Au centre de tout cela, sous une sphère de cristal flottante vibrante de résonance de diffusion, un jeune homme était allongé dans un trône sculpté dans l’obsidienne et la lumière des étoiles.
Son visage était beau dans cette manière cruelle et pointue—le genre de beauté qui savait qu’elle portait du poids. Cheveux noirs comme la magie du vide, yeux de la couleur de l’or terni. Ses lèvres, douces et pleines, bougeaient.
« Inutile. »
Le mot tomba comme une lame.
Sur l’écran au-dessus de lui, les derniers instants d’une bataille vacillaient—le gel se répandant sur un champ brisé, la silhouette d’un garçon courant à travers le chaos avec une grâce impossible, sa lame abattant un géant forgé de magie comme s’il s’agissait de papier. Le garçon n’était pas noble. Il n’était pas élevé. Il n’était même pas enregistré.
Il était juste… là.
Et pire—il avait gagné.
Les doigts du jeune noble se resserrèrent sur le repose-bras, l’obsidienne se fissurant sous ses poings pâles.

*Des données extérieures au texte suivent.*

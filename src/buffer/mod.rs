//! Internal staging buffers for the stream drivers.
//!
//! This module provides a thread-local buffer pool so repeated stream scans
//! reuse their staging allocation. It is an implementation detail and not
//! part of the public API.

mod pool;

pub(crate) use pool::ScanBuffer;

« Perdre, » dit-il, la voix plus froide maintenant, plus calme, « contre un simple roturier. »
Le cristal de résonance pulsa, projetant des éclats de lumière bleue sur son visage. Sur l’écran, la foule rugissait. Les commentateurs—un chœur de langues achetées—commençaient déjà à tisser des histoires sur l’outsider, l’étoile montante, le prodige indompté.
« Lucavion, » souffla-t-il.
Ses yeux—autrefois mi-clos d’indifférence—se firent plus aigus. La fierté se courba aux bords comme de la fumée prenant feu. Pas la fierté qui admire, mais celle qui ne supporte pas d’être éclipsée.
‘Un ver rampant là où il n’était jamais censé se lever.’
————A/N———-
Désolé de ne pas avoir posté, j’avais un examen hier donc je n’ai pas pu écrire. Je ferai plus de chapitres si je peux.